FMA is allowed. 29. The claimants being the fateful heirs of the deceased is entitled to get compensation as prayed for. To assess the just and proper compensation of this case. It appears to me that in the absence of any particular evidence of income of the deceased by virtue of the judgment of Hon’ble apex Court passed in Sarla Verma and Pranay Sethi the notional income is taken to be Rs.3,000/- per month. The claimants are also entitled to get 40% of establishment income towards the future prospect according to the direction of Hon’ble Supreme Court passed in Pranay Sethi. The appellants are three in number thus the deduction on personal grounds of the deceased of this case would be 1/3rd.
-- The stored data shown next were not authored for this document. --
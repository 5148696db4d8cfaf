//! 流水线编排模块：将网络监视器、生成门面与离线队列连接成一条处理路径。
//!
//! # Content Pipeline
//!
//! ```text
//! submit ─► sanitize ─► online? ──yes──► GenerationService ─► history
//!                          │                   │ (network failure, now offline)
//!                          no ◄────────────────┘
//!                          ▼
//!                    OfflineQueue ◄── drain on reconnect ── NetworkMonitor
//! ```
//!
//! | Component | Description |
//! |-----------|-------------|
//! | [`ContentPipeline`] | Entry point for interactive requests |
//! | [`Submission`] | Completed artifact or id of the queued task |

mod content;

pub use content::{ContentPipeline, Submission};
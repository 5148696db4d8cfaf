//! Persistence repositories for the queue and the artifact history.

use super::task::QueuedTask;
use crate::generation::GenerationArtifact;
use crate::{Error, Result};
use async_trait::async_trait;
use std::path::{Path, PathBuf};
use std::sync::RwLock;
use tokio::io::AsyncWriteExt;
use tracing::warn;

/// Ordered, persisted list of deferred tasks.
///
/// `save_queue` replaces the whole list and must be atomic: a crash mid-write
/// leaves either the previous or the new list, never a torn one.
#[async_trait]
pub trait QueueStore: Send + Sync {
    async fn load_queue(&self) -> Result<Vec<QueuedTask>>;
    async fn save_queue(&self, tasks: &[QueuedTask]) -> Result<()>;
}

/// Append-only history of completed generations.
#[async_trait]
pub trait ArtifactStore: Send + Sync {
    async fn append_artifact(&self, artifact: &GenerationArtifact) -> Result<()>;
    async fn list_artifacts(&self) -> Result<Vec<GenerationArtifact>>;
}

/// Process-local store, used by tests and short-lived embeddings.
#[derive(Debug, Default)]
pub struct InMemoryStore {
    queue: RwLock<Vec<QueuedTask>>,
    artifacts: RwLock<Vec<GenerationArtifact>>,
}

impl InMemoryStore {
    pub fn new() -> Self {
        Self::default()
    }
}

#[async_trait]
impl QueueStore for InMemoryStore {
    async fn load_queue(&self) -> Result<Vec<QueuedTask>> {
        Ok(self.queue.read().unwrap_or_else(|e| e.into_inner()).clone())
    }

    async fn save_queue(&self, tasks: &[QueuedTask]) -> Result<()> {
        *self.queue.write().unwrap_or_else(|e| e.into_inner()) = tasks.to_vec();
        Ok(())
    }
}

#[async_trait]
impl ArtifactStore for InMemoryStore {
    async fn append_artifact(&self, artifact: &GenerationArtifact) -> Result<()> {
        self.artifacts
            .write()
            .unwrap_or_else(|e| e.into_inner())
            .push(artifact.clone());
        Ok(())
    }

    async fn list_artifacts(&self) -> Result<Vec<GenerationArtifact>> {
        Ok(self.artifacts.read().unwrap_or_else(|e| e.into_inner()).clone())
    }
}

/// File-backed store: the queue is one JSON document, history is JSON lines.
#[derive(Debug, Clone)]
pub struct JsonFileStore {
    queue_path: PathBuf,
    history_path: PathBuf,
}

impl JsonFileStore {
    pub fn new(queue_path: impl Into<PathBuf>, history_path: impl Into<PathBuf>) -> Self {
        Self {
            queue_path: queue_path.into(),
            history_path: history_path.into(),
        }
    }

    /// `queue.json` and `history.jsonl` under `dir`.
    pub fn in_dir(dir: impl AsRef<Path>) -> Self {
        let dir = dir.as_ref();
        Self::new(dir.join("queue.json"), dir.join("history.jsonl"))
    }

    pub fn queue_path(&self) -> &Path {
        &self.queue_path
    }

    pub fn history_path(&self) -> &Path {
        &self.history_path
    }
}

async fn ensure_parent(path: &Path) -> Result<()> {
    if let Some(parent) = path.parent() {
        if !parent.as_os_str().is_empty() {
            tokio::fs::create_dir_all(parent).await?;
        }
    }
    Ok(())
}

/// Write `bytes` beside `path` and rename over it.
async fn write_atomic(path: &Path, bytes: &[u8]) -> Result<()> {
    ensure_parent(path).await?;
    let mut tmp = path.as_os_str().to_owned();
    tmp.push(".tmp");
    let tmp = PathBuf::from(tmp);

    let mut file = tokio::fs::File::create(&tmp).await?;
    file.write_all(bytes).await?;
    file.sync_all().await?;
    drop(file);
    tokio::fs::rename(&tmp, path).await?;
    Ok(())
}

async fn read_optional(path: &Path) -> Result<Option<String>> {
    match tokio::fs::read_to_string(path).await {
        Ok(s) => Ok(Some(s)),
        Err(e) if e.kind() == std::io::ErrorKind::NotFound => Ok(None),
        Err(e) => Err(e.into()),
    }
}

#[async_trait]
impl QueueStore for JsonFileStore {
    async fn load_queue(&self) -> Result<Vec<QueuedTask>> {
        match read_optional(&self.queue_path).await? {
            Some(text) if !text.trim().is_empty() => serde_json::from_str(&text).map_err(|e| {
                Error::storage(format!(
                    "queue file {} is corrupt: {}",
                    self.queue_path.display(),
                    e
                ))
            }),
            _ => Ok(Vec::new()),
        }
    }

    async fn save_queue(&self, tasks: &[QueuedTask]) -> Result<()> {
        let bytes = serde_json::to_vec_pretty(tasks)?;
        write_atomic(&self.queue_path, &bytes).await
    }
}

#[async_trait]
impl ArtifactStore for JsonFileStore {
    async fn append_artifact(&self, artifact: &GenerationArtifact) -> Result<()> {
        ensure_parent(&self.history_path).await?;
        let mut line = serde_json::to_vec(artifact)?;
        line.push(b'\n');
        let mut file = tokio::fs::OpenOptions::new()
            .create(true)
            .append(true)
            .open(&self.history_path)
            .await?;
        file.write_all(&line).await?;
        file.flush().await?;
        Ok(())
    }

    async fn list_artifacts(&self) -> Result<Vec<GenerationArtifact>> {
        let Some(text) = read_optional(&self.history_path).await? else {
            return Ok(Vec::new());
        };
        let mut out = Vec::new();
        for (index, line) in text.lines().enumerate() {
            if line.trim().is_empty() {
                continue;
            }
            match serde_json::from_str(line) {
                Ok(artifact) => out.push(artifact),
                // A torn trailing line from an interrupted append is skipped.
                Err(e) => warn!(line = index + 1, error = %e, "skipping unreadable history line"),
            }
        }
        Ok(out)
    }
}
//! 弹性模式模块：为不可靠的网络调用提供带退避的重试。
//!
//! # Resilience Module
//!
//! | Component | Description |
//! |-----------|-------------|
//! | [`RetryEngine`] | Runs an async operation under a [`RetryPolicy`] |
//! | [`RetryPolicy`] | Attempts, backoff, jitter, timeout, retry predicate |
//! | [`with_retry`] | Convenience entry point without a network monitor |
//!
//! ## Presets
//!
//! | Preset | Attempts | Base | Cap |
//! |--------|----------|------|-----|
//! | [`RetryPolicy::default`] | 3 | 1s | 30s |
//! | [`RetryPolicy::network`] | 5 | 2s | 16s |
//! | [`RetryPolicy::provider`] | 4 | 2s | 20s |
//!
//! ```rust
//! use ai_gen_pipeline::resilience::{with_retry, RetryPolicy};
//! use std::time::Duration;
//!
//! # async fn demo() -> ai_gen_pipeline::Result<()> {
//! let policy = RetryPolicy::default().with_timeout(Duration::from_secs(5));
//! let outcome = with_retry(&policy, || async { Ok::<_, ai_gen_pipeline::Error>(42) }).await?;
//! assert_eq!(outcome.attempts, 1);
//! # Ok(())
//! # }
//! ```

pub mod retry;

pub use retry::{
    default_retry_predicate, provider_retry_predicate, with_retry, RetryEngine, RetryEvent,
    RetryObserver, RetryOutcome, RetryPolicy, RetryPredicate,
};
Post-mortem report suggest that the age of the deceased more than 35 years thus the applicable multiplier case would be 15. The claimants are also entitled to get an amounting to Rs. 70,000/- towards the general damages. 30. The just and proper compensation of this case is as follows: 1. Monthly Income Rs. 3,000/- 2. Annual Income [Rs. 3000 X 12] Rs. 36,000/- 3. 40% Future Prospect Rs. 14,400/- Rs. 50,400/- 4. 1/3rd deduction Rs. 16,800/- 5. After deduction [Rs. 50,400 - Rs. 16800/-] Rs. 33,600/- 6. Multiplier as per age is 15 [Rs. 33,600/- x 15] Rs. 5,04,000/- 7. General Damages Rs. 70,000/- Total Rs. 5,74,000/- 31. The insurance company is directed to pay the compensation alongwith interest @ 6% per annum from the date of filing of this case i.e. from 23.06.2016 within eight weeks through the office of the learned Registrar General, High Court, Calcutta. On such deposit the claimants are at liberty to withdraw the same subject to the ascertainment of payment of requisite court fees. 32. Accordingly, the FMA is disposed of. 33. All connected applications, if any, stand disposed of. 34. Interim orders, if any, stand vacated. 35. LCR be sent down immediately. 36. Parties to act upon the server copy and urgent certified copy of this order be provided on usual terms and conditions.